Les deux pays ont convenu d'étendre la politique «Rester au Mexique » (officiellement connue sous le nom de Protocoles de protection des migrants) pour inclure Nuevo Laredo, une ville frontalière de l'État de Tamaulipas contrôlée par des groupes criminels. Les demandeurs d'asile à Nuevo Laredo sont constamment exposés aux vols, aux agressions, à l'extorsion, aux enlèvements et aux homicides.
Cette politique confine les personnes vulnérables dans des zones contrôlées par des organisations criminelles, qui considèrent les migrants comme de la marchandise et une source de revenus.
Renvoyer au Mexique des personnes qui demandent l'asile et les contraindre à rester à Nuevo Laredo est une politique inacceptable
Selon les données des patients de MSF recueillies entre janvier et mai cette année, plus de 45 % des 378 patients traités par MSF à Nuevo Laredo ont vécu au moins un épisode de violence dans la ville, alors qu'ils attendaient de franchir la frontière des États-Unis. Sur les 378 patients traités dans le cadre des programmes de santé mentale de MSF en 2019, 45 personnes (12 %) avaient été enlevées, dont 26 au cours des sept jours précédant leur consultation en santé mentale.
«La majorité de nos patients ne sortent pas dans la rue en raison du risque imminent d'enlèvement», déclare Maria Hernandez. «Les demandeurs d'asile que nous traitons et conseillons à Nuevo Laredo viennent de nombreux pays, notamment de Cuba, de la République démocratique du Congo, du Cameroun et du Mexique.
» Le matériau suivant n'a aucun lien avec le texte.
//! Repository port traits for row storage.

use async_trait::async_trait;
use pineat_domain::{Location, LocationId, UserId};

use super::error::RepoError;

// =============================================================================
// Row Store Ports
// =============================================================================

/// Access to the `locations` table.
///
/// Implementations are thin: they do not check sessions or build records.
/// Row-level policy on the backend decides what a caller may read or delete.
#[cfg_attr(test, mockall::automock)]
#[async_trait]
pub trait LocationRepo: Send + Sync {
    /// All rows owned by `owner`, newest first.
    async fn list_by_owner(&self, owner: UserId) -> Result<Vec<Location>, RepoError>;

    async fn insert(&self, location: &Location) -> Result<(), RepoError>;

    /// Delete by id only. No owner filter is sent.
    async fn delete(&self, id: LocationId) -> Result<(), RepoError>;
}
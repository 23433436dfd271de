//! Location entity - a saved pin on the map
//!
//! Stored as one row of the `locations` table. The wire shape keeps the
//! backend's column names (`user_id`, flat `latitude`/`longitude`).

use chrono::{DateTime, Utc};
use serde::{Deserialize, Serialize};

use crate::ids::{LocationId, UserId};
use crate::value_objects::Coordinates;

/// A location owned by exactly one user.
///
/// `id` and `owner_id` are fixed at construction and have no setters; there is
/// no update path for a saved location.
#[derive(Debug, Clone, PartialEq, Serialize, Deserialize)]
pub struct Location {
    id: LocationId,
    #[serde(rename = "user_id")]
    owner_id: UserId,
    title: String,
    description: String,
    #[serde(flatten)]
    coordinates: Coordinates,
    image_url: Option<String>,
    /// Assigned by the backend on insert.
    #[serde(default, skip_serializing_if = "Option::is_none")]
    created_at: Option<DateTime<Utc>>,
}

/// Fields a user supplies when dropping a new pin.
#[derive(Debug, Clone, PartialEq)]
pub struct NewLocation {
    pub title: String,
    pub description: String,
    pub coordinates: Coordinates,
    pub image_url: Option<String>,
}

impl NewLocation {
    pub fn new(title: impl Into<String>, coordinates: Coordinates) -> Self {
        Self {
            title: title.into(),
            description: String::new(),
            coordinates,
            image_url: None,
        }
    }

    pub fn with_description(mut self, description: impl Into<String>) -> Self {
        self.description = description.into();
        self
    }

    pub fn with_image_url(mut self, image_url: impl Into<String>) -> Self {
        self.image_url = Some(image_url.into());
        self
    }
}

impl Location {
    /// Build a record for insertion. `created_at` stays empty until the
    /// backend assigns it.
    pub fn new(id: LocationId, owner_id: UserId, fields: NewLocation) -> Self {
        Self {
            id,
            owner_id,
            title: fields.title,
            description: fields.description,
            coordinates: fields.coordinates,
            image_url: fields.image_url,
            created_at: None,
        }
    }

    /// Stamp the backend-assigned creation time (used by storage adapters).
    pub fn with_created_at(mut self, created_at: DateTime<Utc>) -> Self {
        self.created_at = Some(created_at);
        self
    }

    pub fn id(&self) -> LocationId {
        self.id
    }

    pub fn owner_id(&self) -> UserId {
        self.owner_id
    }

    pub fn title(&self) -> &str {
        &self.title
    }

    pub fn description(&self) -> &str {
        &self.description
    }

    pub fn coordinates(&self) -> Coordinates {
        self.coordinates
    }

    pub fn latitude(&self) -> f64 {
        self.coordinates.latitude
    }

    pub fn longitude(&self) -> f64 {
        self.coordinates.longitude
    }

    pub fn image_url(&self) -> Option<&str> {
        self.image_url.as_deref()
    }

    /// True when a non-empty photo URL is attached.
    pub fn has_image(&self) -> bool {
        self.image_url.as_deref().is_some_and(|url| !url.is_empty())
    }

    pub fn created_at(&self) -> Option<DateTime<Utc>> {
        self.created_at
    }

    /// Case-insensitive substring match on the title. An empty query matches
    /// everything.
    pub fn title_matches(&self, query: &str) -> bool {
        if query.is_empty() {
            return true;
        }
        self.title.to_lowercase().contains(&query.to_lowercase())
    }
}

#[cfg(test)]
mod tests {
    use super::*;
    use chrono::TimeZone;
    use uuid::Uuid;

    fn pizza_place() -> Location {
        Location::new(
            LocationId::from_uuid(Uuid::from_u128(1)),
            UserId::from_uuid(Uuid::from_u128(2)),
            NewLocation::new("Pizza Place", Coordinates::new(41.0, 29.0))
                .with_description("thin crust"),
        )
    }

    #[test]
    fn serializes_with_backend_column_names() {
        let json = serde_json::to_value(pizza_place()).unwrap();

        assert_eq!(json["id"], "00000000-0000-0000-0000-000000000001");
        assert_eq!(json["user_id"], "00000000-0000-0000-0000-000000000002");
        assert_eq!(json["title"], "Pizza Place");
        assert_eq!(json["description"], "thin crust");
        assert_eq!(json["latitude"], 41.0);
        assert_eq!(json["longitude"], 29.0);
        assert!(json["image_url"].is_null());
        assert!(json.get("created_at").is_none());
        assert!(json.get("owner_id").is_none());
    }

    #[test]
    fn deserializes_backend_row() {
        let row = serde_json::json!({
            "id": "00000000-0000-0000-0000-000000000001",
            "user_id": "00000000-0000-0000-0000-000000000002",
            "title": "Pizza Place",
            "description": "",
            "latitude": 41.0,
            "longitude": 29.0,
            "image_url": "https://cdn.example/a.jpg",
            "created_at": "2025-12-20T10:00:00Z"
        });

        let location: Location = serde_json::from_value(row).unwrap();

        assert_eq!(location.owner_id(), UserId::from_uuid(Uuid::from_u128(2)));
        assert_eq!(location.coordinates(), Coordinates::new(41.0, 29.0));
        assert_eq!(location.image_url(), Some("https://cdn.example/a.jpg"));
        assert!(location.has_image());
        assert_eq!(
            location.created_at(),
            Some(Utc.with_ymd_and_hms(2025, 12, 20, 10, 0, 0).unwrap())
        );
    }

    #[test]
    fn empty_image_url_is_not_an_image() {
        let location = Location::new(
            LocationId::new(),
            UserId::new(),
            NewLocation::new("Cafe", Coordinates::default()).with_image_url(""),
        );

        assert_eq!(location.image_url(), Some(""));
        assert!(!location.has_image());
    }

    #[test]
    fn title_match_ignores_case() {
        let location = pizza_place();

        assert!(location.title_matches("pizza"));
        assert!(location.title_matches("PLACE"));
        assert!(location.title_matches("za pl"));
        assert!(location.title_matches(""));
        assert!(!location.title_matches("burger"));
    }
}
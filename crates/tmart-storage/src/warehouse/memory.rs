use std::collections::BTreeMap;
use std::sync::Arc;

use async_trait::async_trait;
use tmart_core::{DatamartSnapshot, RawMetricRecord, SourceTag, StagingRow};
use tokio::sync::{Mutex, RwLock};
use uuid::Uuid;

use super::{check_sources, Warehouse, WarehouseError};

/// In-process warehouse. The datamart is held behind an `Arc` that a rebuild
/// swaps in one step.
#[derive(Debug, Default)]
pub struct MemoryWarehouse {
    staging: Mutex<BTreeMap<SourceTag, Vec<StagingRow>>>,
    datamart: RwLock<Option<Arc<DatamartSnapshot>>>,
}

impl MemoryWarehouse {
    pub fn new() -> Self {
        Self::default()
    }

    /// Appends an already-encoded row as-is, assigning the next `seq`. Used to
    /// replay staging exports and to seed rows whose value no longer decodes.
    pub async fn insert_raw_staging_row(&self, mut row: StagingRow) -> u64 {
        let mut staging = self.staging.lock().await;
        let table = staging.entry(row.source).or_default();
        row.seq = table.len() as u64 + 1;
        let seq = row.seq;
        table.push(row);
        seq
    }

    /// Shared handle to the current snapshot.
    pub async fn datamart_handle(&self) -> Option<Arc<DatamartSnapshot>> {
        self.datamart.read().await.clone()
    }
}

#[async_trait]
impl Warehouse for MemoryWarehouse {
    fn describe(&self) -> String {
        "memory".to_string()
    }

    async fn append_staging(
        &self,
        source: SourceTag,
        run_id: Uuid,
        records: &[RawMetricRecord],
    ) -> Result<usize, WarehouseError> {
        check_sources(source, records)?;
        let mut staging = self.staging.lock().await;
        let table = staging.entry(source).or_default();
        for record in records {
            let seq = table.len() as u64 + 1;
            table.push(StagingRow::from_record(seq, run_id, record));
        }
        Ok(records.len())
    }

    async fn staging_rows(&self) -> Result<Vec<StagingRow>, WarehouseError> {
        let staging = self.staging.lock().await;
        Ok(staging.values().flatten().cloned().collect())
    }

    async fn staging_row_count(&self, source: SourceTag) -> Result<u64, WarehouseError> {
        let staging = self.staging.lock().await;
        Ok(staging.get(&source).map_or(0, |rows| rows.len() as u64))
    }

    async fn replace_datamart(&self, snapshot: &DatamartSnapshot) -> Result<(), WarehouseError> {
        let next = Arc::new(snapshot.clone());
        *self.datamart.write().await = Some(next);
        Ok(())
    }

    async fn read_datamart(&self) -> Result<Option<DatamartSnapshot>, WarehouseError> {
        Ok(self.datamart.read().await.as_deref().cloned())
    }
}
Cependant, il ne fait aucun doute que ce sont les ressortissants d'Amérique centrale qui risquent le plus d'être kidnappés, et c'est cette même population qui sera renvoyée en grand nombre au Mexique en vertu de la politique “Rester au Mexique”».
Nuevo Laredo ne peut pas devenir une ville d'accueil pour les personnes en quête d'asile aux États-Unis et qui ont besoin de protection, a averti MSF.
Le Mexique ne peut être considéré comme un pays sûr pour les personnes qui fuient la violence, et Tamaulipas en est un bon exemple
Même le système d'avertissements aux voyageurs du département d’État américain classe l’État de Tamaulipas dans la catégorie 4 — qui correspond au niveau de risques le plus élevé, souvent utilisé pour les pays en guerre — et avertit les citoyens américains d’y éviter tout voyage en raison du taux élevé de criminalité et d'enlèvements.
Selon des témoignages recueillis par MSF, des groupes criminels ciblent les migrants et les demandeurs d'asile dès leur arrivée à Nuevo Laredo. «Ils sont kidnappés aux terminaux de bus», explique Maria Hernandez. «Ils sont détenus dans des maisons où ils sont extorqués, battus et agressés. Certains sont menacés de mort, détenus pendant de longues périodes pour travaux forcés, exploités sexuellement ou recrutés de force par des organisations criminelles.»
La semaine dernière, MSF a dénoncé les récentes arrestations massives de migrants menées par les autorités mexicaines à la frontière sud du pays avec le Guatemala. Ce type d'opérations visant les migrants qui empruntent des routes clandestines les exposent à davantage de dangers — notamment aux gangs criminels impliqués dans la traite des êtres humains — et les empêchent d'accéder aux services de santé.
MSF exhorte les autorités mexicaines et américaines à placer la protection des êtres humains et l'assistance humanitaire au centre de leurs politiques migratoires. Les décisions que ces administrations ont prises pour faire face à cette crise ont des conséquences humanitaires dévastatrices. Elles aggravent les souffrances de milliers de personnes qui fuient leur pays et mettent des vies en danger.